FGL - Taken out by SABMiller.
PPX - Lessons learned. Dismal operating performance - not a great idea to fight major structural/macro headwinds. Maple-Brown selling out - big-name shareholder is an indicator only they frequently get it wrong just like the rest of us.
General rule - don't invest in turnaround stocks unless you know the catalyst is coming. Examples of the turnaround waiting game - Transpacific, Gunns, Elders, Goodman Fielder, Nokia - these stocks have been under the weather for some time. Until you see material improvement or can foresee a near-term catalyst with accuracy - e.g. Mike Burry's 2 year window for interest rates on sub-prime mortgages to reset - don't get involved.
APH - Ascent Pharmahealth update. APH was taken out by major shareholder Strides Arcolab for 40c a share in 2010 - c$100m for the whole entity.
At the time I said it was a steal for Strides - shareholders got taken out by Strides at an estimated PE of c8x-9x. Of course, the Independent Expert's report said it was a fair deal.
Fast forward to 2012, and Strides sells APH to Watson Pharma for $375m. Their stake was 94% - APH CEO Dennis Bastas sold his share, which was 6%. All up, APH resold for c$400m.
Hang on, wait a minute. How is it that Dennis retained his 6% stake when everyone else got bought out at 40c? Oh, I see - because everyone else was done over.

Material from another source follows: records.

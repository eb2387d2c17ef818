// Licensed to the Apache Software Foundation (ASF) under one
// or more contributor license agreements.  See the NOTICE file
// distributed with this work for additional information
// regarding copyright ownership.  The ASF licenses this file
// to you under the Apache License, Version 2.0 (the
// "License"); you may not use this file except in compliance
// with the License.  You may obtain a copy of the License at
//
//   http://www.apache.org/licenses/LICENSE-2.0
//
// Unless required by applicable law or agreed to in writing,
// software distributed under the License is distributed on an
// "AS IS" BASIS, WITHOUT WARRANTIES OR CONDITIONS OF ANY
// KIND, either express or implied.  See the License for the
// specific language governing permissions and limitations
// under the License.

use crate::{
    PlyResult,
    error::Error,
    schema::{Element, Format, Header, Property, ScalarType, Version},
};
use log::debug;
use std::{io::BufRead, str::FromStr};

/// Parse the header of a PLY stream.
///
/// Consumes lines up to and including `end_header`, leaving the stream
/// positioned at the first body byte. Line dispatch works on the first
/// whitespace-separated token, as the format defines it:
///
/// - `comment` and `obj_info` lines are ignored,
/// - `element <name> <count>` begins a new element definition,
/// - `property ...` lines attach to the element currently being defined,
/// - `end_header` completes the schema.
///
/// The element being accumulated is local to this routine and is flushed
/// into the schema on every `element`/`end_header` boundary.
pub(crate) fn parse_header<R: BufRead>(reader: &mut R) -> PlyResult<Header> {
    match read_line(reader)? {
        Some(line) if line == "ply" => {}
        _ => return Err(Error::Magic),
    }

    let line = read_line(reader)?.ok_or(Error::UnexpectedEndOfHeader)?;
    let tokens = line.split_whitespace().collect::<Vec<_>>();
    let (format, version) = match tokens.as_slice() {
        ["format", fmt, ver] => (
            Format::from_str(fmt).map_err(|_| Error::UnknownFormat((*fmt).to_string()))?,
            Version::from_str(ver).map_err(|_| Error::UnknownVersion((*ver).to_string()))?,
        ),
        _ => return Err(Error::FormatLine(line.clone())),
    };
    debug!("parsing {format} ply, version {version}");

    let mut elements: Vec<Element> = Vec::new();
    // The element whose property lines we are currently collecting.
    let mut current: Option<Element> = None;
    loop {
        let line = read_line(reader)?.ok_or(Error::UnexpectedEndOfHeader)?;
        let tokens = line.split_whitespace().collect::<Vec<_>>();
        match tokens.as_slice() {
            ["comment", ..] | ["obj_info", ..] => {}
            ["end_header", ..] => {
                elements.extend(current.take());
                break;
            }
            ["element", name, count] => {
                elements.extend(current.take());
                let count = count
                    .parse::<usize>()
                    .map_err(|_| Error::ElementLine(line.clone()))?;
                debug!("element '{name}' declares {count} records");
                current = Some(Element {
                    name: (*name).to_string(),
                    count,
                    properties: Vec::new(),
                });
            }
            ["element", ..] => return Err(Error::ElementLine(line.clone())),
            ["property", rest @ ..] => {
                let property = parse_property(rest, &line)?;
                match current.as_mut() {
                    Some(element) => element.properties.push(property),
                    None => return Err(Error::PropertyWithoutElement(line.clone())),
                }
            }
            _ => return Err(Error::UnknownCommand(line.clone())),
        }
    }

    Ok(Header {
        format,
        version,
        elements,
    })
}

fn parse_property(tokens: &[&str], line: &str) -> PlyResult<Property> {
    match tokens {
        ["list", index, element, name] => Ok(Property::List {
            name: (*name).to_string(),
            index_type: scalar_type(index)?,
            element_type: scalar_type(element)?,
        }),
        [ty, name] => Ok(Property::Scalar {
            name: (*name).to_string(),
            ty: scalar_type(ty)?,
        }),
        _ => Err(Error::PropertyLine(line.to_string())),
    }
}

fn scalar_type(tag: &str) -> PlyResult<ScalarType> {
    ScalarType::from_str(tag).map_err(|_| Error::UnknownPropertyType(tag.to_string()))
}

/// Read one header line with the trailing line ending stripped.
///
/// Returns `None` at end of stream.
fn read_line<R: BufRead>(reader: &mut R) -> PlyResult<Option<String>> {
    let mut line = String::new();
    let n = reader.read_line(&mut line).map_err(Error::ReadHeader)?;
    if n == 0 {
        return Ok(None);
    }
    while line.ends_with('\n') || line.ends_with('\r') {
        line.pop();
    }
    Ok(Some(line))
}
// Licensed to the Apache Software Foundation (ASF) under one
// or more contributor license agreements.  See the NOTICE file
// distributed with this work for additional information
// regarding copyright ownership.  The ASF licenses this file
// to you under the Apache License, Version 2.0 (the
// "License"); you may not use this file except in compliance
// with the License.  You may obtain a copy of the License at
//
//   http://www.apache.org/licenses/LICENSE-2.0
//
// Unless required by applicable law or agreed to in writing,
// software distributed under the License is distributed on an
// "AS IS" BASIS, WITHOUT WARRANTIES OR CONDITIONS OF ANY
// KIND, either express or implied.  See the License for the
// specific language governing permissions and limitations
// under the License.

//! The user-facing interface for reading PLY streams.

use crate::{
    PlyResult, decode,
    error::Error,
    schema::{self, Element, Format, Header, Version},
    types::Record,
};
use std::{
    collections::HashMap,
    fs::File,
    io::{BufReader, Read},
    path::Path,
};

/// The consumer of decoded records during body decoding.
///
/// [`Reader::read_into`] calls [`accept`](Self::accept) once per record, in
/// element order and then record order, immediately after each record is
/// decoded. The decoder does not retain records after handing them over, so
/// a sink that discards or aggregates them lets arbitrarily large files be
/// read without buffering the full dataset in memory.
///
/// Returning an error from `accept` aborts the parse.
pub trait RecordSink {
    /// Accept one decoded record for `element`.
    fn accept(&mut self, element: &Element, record: Record) -> PlyResult<()>;
}

/// Main interface for reading PLY formatted data.
///
/// **NOTE** The PLY header is read automatically upon creation of the
/// [`Reader`], so the format, version, and element definitions are available
/// before any body byte is consumed. The body is decoded by
/// [`read_document`](Self::read_document) or [`read_into`](Self::read_into).
pub struct Reader<R> {
    header: Header,
    reader: BufReader<R>,
}

impl<R: Read> Reader<R> {
    /// Create a [`Reader`], parsing the header of the stream.
    pub fn new(reader: R) -> PlyResult<Self> {
        let mut reader = BufReader::new(reader);
        let header = schema::parse_header(&mut reader)?;
        Ok(Self { header, reader })
    }

    /// Get a reference to the parsed header.
    pub fn header(&self) -> &Header {
        &self.header
    }

    /// The physical encoding of the body.
    pub fn format(&self) -> Format {
        self.header.format
    }

    /// The declared schema version.
    pub fn version(&self) -> Version {
        self.header.version
    }

    /// The element definitions, in the order they were declared.
    pub fn elements(&self) -> &[Element] {
        &self.header.elements
    }

    /// Decode the whole body, handing each record to `sink`.
    ///
    /// Consumes the reader and returns the header, since the schema stays
    /// useful to callers interpreting what the sink collected.
    pub fn read_into<S: RecordSink>(mut self, sink: &mut S) -> PlyResult<Header> {
        decode::read_body(&mut self.reader, &self.header, sink)?;
        Ok(self.header)
    }

    /// Decode the whole body into a [`Document`], accumulating every record
    /// in memory.
    pub fn read_document(self) -> PlyResult<Document> {
        let mut sink = Accumulator::default();
        let header = self.read_into(&mut sink)?;
        Ok(Document {
            format: header.format,
            version: header.version,
            elements: header.elements,
            data: sink.data,
        })
    }
}

/// The default sink: appends each record to the sequence for its element
/// name, creating the sequence on first use.
#[derive(Default)]
struct Accumulator {
    data: HashMap<String, Vec<Record>>,
}

impl RecordSink for Accumulator {
    fn accept(&mut self, element: &Element, record: Record) -> PlyResult<()> {
        self.data
            .entry(element.name.clone())
            .or_default()
            .push(record);
        Ok(())
    }
}

/// A fully parsed PLY file.
///
/// Holds the schema from the header together with every decoded record,
/// grouped by element name. Immutable after construction.
#[derive(Clone, Debug, PartialEq)]
pub struct Document {
    format: Format,
    version: Version,
    elements: Vec<Element>,
    data: HashMap<String, Vec<Record>>,
}

impl Document {
    /// Parse the PLY file at `path`.
    pub fn from_path<P: AsRef<Path>>(path: P) -> PlyResult<Self> {
        let file = File::open(path.as_ref()).map_err(|source| Error::OpenFile {
            path: path.as_ref().to_path_buf(),
            source,
        })?;
        Self::from_reader(file)
    }

    /// Parse a PLY file from an already-open stream.
    pub fn from_reader<R: Read>(reader: R) -> PlyResult<Self> {
        Reader::new(reader)?.read_document()
    }

    /// The physical encoding the body used.
    pub fn format(&self) -> Format {
        self.format
    }

    /// The declared schema version.
    pub fn version(&self) -> Version {
        self.version
    }

    /// The element definitions, in the order they were declared.
    pub fn elements(&self) -> &[Element] {
        &self.elements
    }

    /// All decoded records, keyed by element name.
    ///
    /// An element whose declared count is zero has no entry.
    pub fn data(&self) -> &HashMap<String, Vec<Record>> {
        &self.data
    }

    /// The decoded records of one element, in the order they were read.
    pub fn records(&self, element: &str) -> Option<&[Record]> {
        self.data.get(element).map(Vec::as_slice)
    }
}

#[cfg(test)]
mod tests {
    use super::*;
    use crate::types::Value;
    use pretty_assertions::assert_eq;

    const TRIANGLE: &[u8] = b"ply\n\
        format ascii 1.0\n\
        element vertex 3\n\
        property float x\n\
        property float y\n\
        element edge 0\n\
        property int a\n\
        property int b\n\
        end_header\n\
        0.0 0.0\n\
        1.0 0.0\n\
        0.0 1.0\n";

    #[test]
    fn header_is_available_before_the_body_is_read() {
        let reader = Reader::new(TRIANGLE).unwrap();
        assert_eq!(reader.format(), Format::Ascii);
        assert_eq!(reader.version(), Version::V1_0);
        assert_eq!(reader.elements().len(), 2);
        assert_eq!(reader.header().elements[0].count, 3);
    }

    #[test]
    fn document_accumulates_declared_counts() {
        let document = Document::from_reader(TRIANGLE).unwrap();
        let vertices = document.records("vertex").unwrap();
        assert_eq!(vertices.len(), 3);
        assert_eq!(vertices[2].get("y"), Some(&Value::Float(1.0)));
        // Zero-count elements never reach the sink, so no entry is created.
        assert_eq!(document.records("edge"), None);
        assert_eq!(document.data().len(), 1);
    }

    #[test]
    fn custom_sink_replaces_accumulation() {
        #[derive(Default)]
        struct Counter(HashMap<String, usize>);

        impl RecordSink for Counter {
            fn accept(&mut self, element: &Element, _record: Record) -> PlyResult<()> {
                *self.0.entry(element.name.clone()).or_default() += 1;
                Ok(())
            }
        }

        let mut counter = Counter::default();
        Reader::new(TRIANGLE).unwrap().read_into(&mut counter).unwrap();
        assert_eq!(counter.0.get("vertex"), Some(&3));
        assert_eq!(counter.0.get("edge"), None);
    }

    #[test]
    fn sink_errors_abort_the_parse() {
        struct Failing;

        impl RecordSink for Failing {
            fn accept(&mut self, _element: &Element, _record: Record) -> PlyResult<()> {
                Err(Error::ShortRecordLine)
            }
        }

        let result = Reader::new(TRIANGLE).unwrap().read_into(&mut Failing);
        assert!(matches!(result, Err(Error::ShortRecordLine)));
    }

    #[test]
    fn missing_records_fail_the_whole_parse() {
        let truncated = &TRIANGLE[..TRIANGLE.len() - "0.0 1.0\n".len()];
        assert!(matches!(
            Document::from_reader(truncated),
            Err(Error::ReadRecord(_))
        ));
    }

    #[test]
    fn from_path_reports_the_missing_file() {
        assert!(matches!(
            Document::from_path("definitely/not/here.ply"),
            Err(Error::OpenFile { .. })
        ));
    }
}
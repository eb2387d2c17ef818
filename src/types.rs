// Licensed to the Apache Software Foundation (ASF) under one
// or more contributor license agreements.  See the NOTICE file
// distributed with this work for additional information
// regarding copyright ownership.  The ASF licenses this file
// to you under the Apache License, Version 2.0 (the
// "License"); you may not use this file except in compliance
// with the License.  You may obtain a copy of the License at
//
//   http://www.apache.org/licenses/LICENSE-2.0
//
// Unless required by applicable law or agreed to in writing,
// software distributed under the License is distributed on an
// "AS IS" BASIS, WITHOUT WARRANTIES OR CONDITIONS OF ANY
// KIND, either express or implied.  See the License for the
// specific language governing permissions and limitations
// under the License.

//! Decoded values and records.

/// One decoded property value.
///
/// Integer values are widened to 64 bits so that the same logical content
/// decodes to equal values regardless of the physical encoding; float values
/// keep their declared width.
#[derive(Clone, Debug, PartialEq)]
pub enum Value {
    /// A `char`/`short`/`int` value.
    Int(i64),
    /// A `uchar`/`ushort`/`uint` value.
    UInt(u64),
    /// A `float` value.
    Float(f32),
    /// A `double` value.
    Double(f64),
    /// A list property value; the item count was read from the stream
    /// immediately before the items themselves.
    List(Vec<Value>),
}

impl Value {
    /// The value as a signed integer, if it is an integer that fits.
    pub fn as_i64(&self) -> Option<i64> {
        match self {
            Value::Int(i) => Some(*i),
            Value::UInt(u) => i64::try_from(*u).ok(),
            _ => None,
        }
    }

    /// The value as an unsigned integer, if it is a non-negative integer.
    pub fn as_u64(&self) -> Option<u64> {
        match self {
            Value::UInt(u) => Some(*u),
            Value::Int(i) => u64::try_from(*i).ok(),
            _ => None,
        }
    }

    /// The value as a float of either width.
    pub fn as_f64(&self) -> Option<f64> {
        match self {
            Value::Float(f) => Some(f64::from(*f)),
            Value::Double(d) => Some(*d),
            _ => None,
        }
    }

    /// The items of a list value.
    pub fn as_list(&self) -> Option<&[Value]> {
        match self {
            Value::List(items) => Some(items),
            _ => None,
        }
    }
}

/// One decoded instance of an element: property names paired with their
/// decoded values, in the property order the header declared.
#[derive(Clone, Debug, Default, PartialEq)]
pub struct Record {
    fields: Vec<(String, Value)>,
}

impl Record {
    pub(crate) fn with_capacity(capacity: usize) -> Self {
        Self {
            fields: Vec::with_capacity(capacity),
        }
    }

    pub(crate) fn push(&mut self, name: &str, value: Value) {
        self.fields.push((name.to_string(), value));
    }

    /// Look up a field by property name.
    pub fn get(&self, name: &str) -> Option<&Value> {
        self.fields
            .iter()
            .find_map(|(n, v)| (n == name).then_some(v))
    }

    /// Iterate over the fields in property order.
    pub fn iter(&self) -> impl Iterator<Item = (&str, &Value)> {
        self.fields.iter().map(|(n, v)| (n.as_str(), v))
    }

    pub fn len(&self) -> usize {
        self.fields.len()
    }

    pub fn is_empty(&self) -> bool {
        self.fields.is_empty()
    }
}
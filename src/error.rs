// Licensed to the Apache Software Foundation (ASF) under one
// or more contributor license agreements.  See the NOTICE file
// distributed with this work for additional information
// regarding copyright ownership.  The ASF licenses this file
// to you under the Apache License, Version 2.0 (the
// "License"); you may not use this file except in compliance
// with the License.  You may obtain a copy of the License at
//
//   http://www.apache.org/licenses/LICENSE-2.0
//
// Unless required by applicable law or agreed to in writing,
// software distributed under the License is distributed on an
// "AS IS" BASIS, WITHOUT WARRANTIES OR CONDITIONS OF ANY
// KIND, either express or implied.  See the License for the
// specific language governing permissions and limitations
// under the License.

//! Errors raised while parsing a PLY stream.

use std::path::PathBuf;

/// Errors encountered while reading a PLY file.
///
/// A parse either fully succeeds or fails with one of these; no partial
/// [`Document`](crate::Document) is ever returned.
#[derive(Debug, thiserror::Error)]
#[non_exhaustive]
pub enum Error {
    /// The stream does not start with the `ply` magic line.
    #[error("Missing magic 'ply' line at start of stream")]
    Magic,

    /// The second header line is not of the shape `format <format> <version>`.
    #[error("Malformed format line: {0:?}")]
    FormatLine(String),

    /// The format token is not one of the recognized physical encodings.
    #[error("Unknown format: {0}")]
    UnknownFormat(String),

    /// The version token is not a recognized schema version.
    #[error("Unknown version: {0}")]
    UnknownVersion(String),

    /// A `property` line names a type outside the recognized set.
    #[error("Unknown property type: {0}")]
    UnknownPropertyType(String),

    /// A header line starts with a keyword the format does not define.
    #[error("Unknown ply command: {0:?}")]
    UnknownCommand(String),

    /// An `element` line is missing its name or count, or the count is not a
    /// non-negative integer.
    #[error("Malformed element declaration: {0:?}")]
    ElementLine(String),

    /// A `property` line is missing one of its tokens.
    #[error("Malformed property declaration: {0:?}")]
    PropertyLine(String),

    /// A `property` line appeared before any `element` line.
    #[error("Property declared before any element: {0:?}")]
    PropertyWithoutElement(String),

    /// The stream ended before `end_header`.
    #[error("Unexpected end of stream inside header")]
    UnexpectedEndOfHeader,

    /// An I/O failure while reading header lines.
    #[error("Failed to read header: {0}")]
    ReadHeader(#[source] std::io::Error),

    /// An I/O failure (including a short read) while decoding body records.
    #[error("Failed to read record data: {0}")]
    ReadRecord(#[source] std::io::Error),

    /// An ascii record line ended before every property had a value.
    #[error("Record line ended before all properties were read")]
    ShortRecordLine,

    /// An ascii token could not be parsed as the declared integer type.
    #[error("Failed to parse integer {token:?}: {source}")]
    ParseInt {
        token: String,
        #[source]
        source: std::num::ParseIntError,
    },

    /// An ascii token could not be parsed as the declared float type.
    #[error("Failed to parse float {token:?}: {source}")]
    ParseFloat {
        token: String,
        #[source]
        source: std::num::ParseFloatError,
    },

    /// A list length decoded to a value that cannot index a sequence.
    #[error("Invalid list length: {0}")]
    ListLength(String),

    /// The file could not be opened.
    #[error("Failed to open {}: {source}", path.display())]
    OpenFile {
        path: PathBuf,
        #[source]
        source: std::io::Error,
    },
}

Of course the Independent Expert said it was in the best interests of shareholders.
It would not have been in the best interests for shareholders to retain their minority stakes for the company to subsequently be taken over in future at a much higher multiple ($400m instead of $100m - only out by a factor of 3x) Of course we didn't know that would happen at the time, but clearly someone bright thought that a PE of c8x-9x for a growing generics pharma business was a fair deal.
FYI, KPMG was the Independent Expert in the APH deal.